> **WHAT THE TASK REQUIRES**:
The answer must consist of every line below containing "contains".

──────── GIVEN RECORDS

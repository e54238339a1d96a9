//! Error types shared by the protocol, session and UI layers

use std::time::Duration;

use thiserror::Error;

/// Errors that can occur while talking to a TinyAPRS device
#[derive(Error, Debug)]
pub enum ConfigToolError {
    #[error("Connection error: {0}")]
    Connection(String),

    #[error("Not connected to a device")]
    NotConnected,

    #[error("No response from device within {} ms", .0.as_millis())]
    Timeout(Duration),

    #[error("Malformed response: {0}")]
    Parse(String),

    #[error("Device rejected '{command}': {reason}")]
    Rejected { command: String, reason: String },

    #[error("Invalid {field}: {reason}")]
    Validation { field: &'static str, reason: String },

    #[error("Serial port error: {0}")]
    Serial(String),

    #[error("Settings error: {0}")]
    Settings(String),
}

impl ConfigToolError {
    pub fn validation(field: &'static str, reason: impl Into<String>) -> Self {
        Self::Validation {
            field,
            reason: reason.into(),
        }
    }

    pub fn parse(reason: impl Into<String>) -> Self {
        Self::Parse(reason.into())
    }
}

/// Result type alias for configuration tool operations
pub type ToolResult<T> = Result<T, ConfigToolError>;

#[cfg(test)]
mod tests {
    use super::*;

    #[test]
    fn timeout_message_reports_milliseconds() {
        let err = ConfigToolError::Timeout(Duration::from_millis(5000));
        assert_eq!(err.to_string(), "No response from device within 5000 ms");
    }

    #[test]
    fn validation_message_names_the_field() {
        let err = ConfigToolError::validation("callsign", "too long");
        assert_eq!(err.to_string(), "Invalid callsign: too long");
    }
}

────────────────
──────── GIVEN RECORDS

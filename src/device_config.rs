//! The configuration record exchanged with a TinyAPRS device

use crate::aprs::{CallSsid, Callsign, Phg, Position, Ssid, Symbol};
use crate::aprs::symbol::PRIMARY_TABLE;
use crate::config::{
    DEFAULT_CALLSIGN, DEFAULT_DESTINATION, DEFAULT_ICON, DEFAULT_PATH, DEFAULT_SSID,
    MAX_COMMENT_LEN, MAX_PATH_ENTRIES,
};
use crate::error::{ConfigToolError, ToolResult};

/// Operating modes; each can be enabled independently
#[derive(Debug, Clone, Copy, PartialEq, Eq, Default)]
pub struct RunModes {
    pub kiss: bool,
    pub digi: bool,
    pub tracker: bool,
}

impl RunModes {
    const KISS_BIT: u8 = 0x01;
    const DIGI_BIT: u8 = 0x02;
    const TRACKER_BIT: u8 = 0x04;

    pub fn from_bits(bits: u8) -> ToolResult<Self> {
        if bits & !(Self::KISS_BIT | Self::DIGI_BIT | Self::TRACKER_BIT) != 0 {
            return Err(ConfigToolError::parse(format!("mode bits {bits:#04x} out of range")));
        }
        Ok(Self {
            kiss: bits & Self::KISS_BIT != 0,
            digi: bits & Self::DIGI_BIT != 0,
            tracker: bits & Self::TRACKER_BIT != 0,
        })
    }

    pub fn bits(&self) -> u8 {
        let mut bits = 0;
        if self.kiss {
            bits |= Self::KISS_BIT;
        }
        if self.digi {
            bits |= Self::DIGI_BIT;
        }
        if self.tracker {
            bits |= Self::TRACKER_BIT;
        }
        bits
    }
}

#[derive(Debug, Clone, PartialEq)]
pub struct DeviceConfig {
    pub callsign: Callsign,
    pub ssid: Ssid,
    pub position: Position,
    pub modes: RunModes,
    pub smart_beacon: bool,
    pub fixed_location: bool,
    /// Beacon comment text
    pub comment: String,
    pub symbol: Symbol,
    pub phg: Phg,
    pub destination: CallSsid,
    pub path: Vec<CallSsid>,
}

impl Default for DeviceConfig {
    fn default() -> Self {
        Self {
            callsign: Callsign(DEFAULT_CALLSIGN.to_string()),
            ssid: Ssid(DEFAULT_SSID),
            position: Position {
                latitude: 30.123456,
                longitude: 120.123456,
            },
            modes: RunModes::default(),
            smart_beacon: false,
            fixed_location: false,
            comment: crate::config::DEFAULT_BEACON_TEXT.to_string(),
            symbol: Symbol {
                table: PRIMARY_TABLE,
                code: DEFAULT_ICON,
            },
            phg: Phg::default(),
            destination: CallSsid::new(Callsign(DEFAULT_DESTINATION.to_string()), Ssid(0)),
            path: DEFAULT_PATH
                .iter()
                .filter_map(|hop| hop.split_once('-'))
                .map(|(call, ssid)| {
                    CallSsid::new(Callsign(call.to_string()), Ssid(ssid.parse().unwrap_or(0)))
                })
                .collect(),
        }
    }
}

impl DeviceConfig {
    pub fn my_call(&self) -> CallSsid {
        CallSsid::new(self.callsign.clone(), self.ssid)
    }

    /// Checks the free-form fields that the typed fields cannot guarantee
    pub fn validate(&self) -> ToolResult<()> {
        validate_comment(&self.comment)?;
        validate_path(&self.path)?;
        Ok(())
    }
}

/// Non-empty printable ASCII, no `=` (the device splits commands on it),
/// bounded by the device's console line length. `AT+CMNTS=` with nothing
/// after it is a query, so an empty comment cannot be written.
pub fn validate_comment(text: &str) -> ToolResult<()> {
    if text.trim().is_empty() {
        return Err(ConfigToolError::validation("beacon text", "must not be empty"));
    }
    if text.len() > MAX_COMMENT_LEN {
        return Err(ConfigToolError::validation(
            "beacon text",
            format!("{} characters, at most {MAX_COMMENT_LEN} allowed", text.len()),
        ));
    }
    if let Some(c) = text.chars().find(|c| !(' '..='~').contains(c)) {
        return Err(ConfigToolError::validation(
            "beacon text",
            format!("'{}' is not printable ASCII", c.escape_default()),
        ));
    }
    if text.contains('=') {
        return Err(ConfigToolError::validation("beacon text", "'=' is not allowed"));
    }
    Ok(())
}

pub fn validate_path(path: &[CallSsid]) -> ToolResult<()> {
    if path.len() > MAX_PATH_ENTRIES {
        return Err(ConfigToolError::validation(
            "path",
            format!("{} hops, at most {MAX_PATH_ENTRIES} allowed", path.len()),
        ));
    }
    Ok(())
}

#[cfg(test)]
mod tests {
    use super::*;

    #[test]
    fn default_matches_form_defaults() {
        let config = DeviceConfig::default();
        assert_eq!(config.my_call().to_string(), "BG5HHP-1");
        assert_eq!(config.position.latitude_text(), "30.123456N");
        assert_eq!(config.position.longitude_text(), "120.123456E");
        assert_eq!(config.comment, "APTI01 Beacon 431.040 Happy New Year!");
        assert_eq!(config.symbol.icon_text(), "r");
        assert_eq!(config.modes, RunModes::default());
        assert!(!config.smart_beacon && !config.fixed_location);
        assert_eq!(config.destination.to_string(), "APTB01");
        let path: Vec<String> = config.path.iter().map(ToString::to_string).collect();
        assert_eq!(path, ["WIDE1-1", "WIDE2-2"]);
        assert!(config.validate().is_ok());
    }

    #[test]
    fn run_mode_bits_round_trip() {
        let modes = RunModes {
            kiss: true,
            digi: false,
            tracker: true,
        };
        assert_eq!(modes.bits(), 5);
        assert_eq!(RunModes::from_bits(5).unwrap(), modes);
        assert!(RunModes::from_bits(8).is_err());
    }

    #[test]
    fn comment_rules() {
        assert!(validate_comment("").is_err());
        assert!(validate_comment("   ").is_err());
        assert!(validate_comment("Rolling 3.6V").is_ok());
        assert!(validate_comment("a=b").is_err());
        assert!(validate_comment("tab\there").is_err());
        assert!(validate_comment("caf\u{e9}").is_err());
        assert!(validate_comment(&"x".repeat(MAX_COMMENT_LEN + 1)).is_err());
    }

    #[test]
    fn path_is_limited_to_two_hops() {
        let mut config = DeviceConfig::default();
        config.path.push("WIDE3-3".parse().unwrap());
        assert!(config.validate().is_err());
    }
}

────────────────

> **EXERCISE RESPONSE**:
    if let Some(c) = text.chars().find(|c| !(' '..='~').contains(c)) {
    if text.contains('=') {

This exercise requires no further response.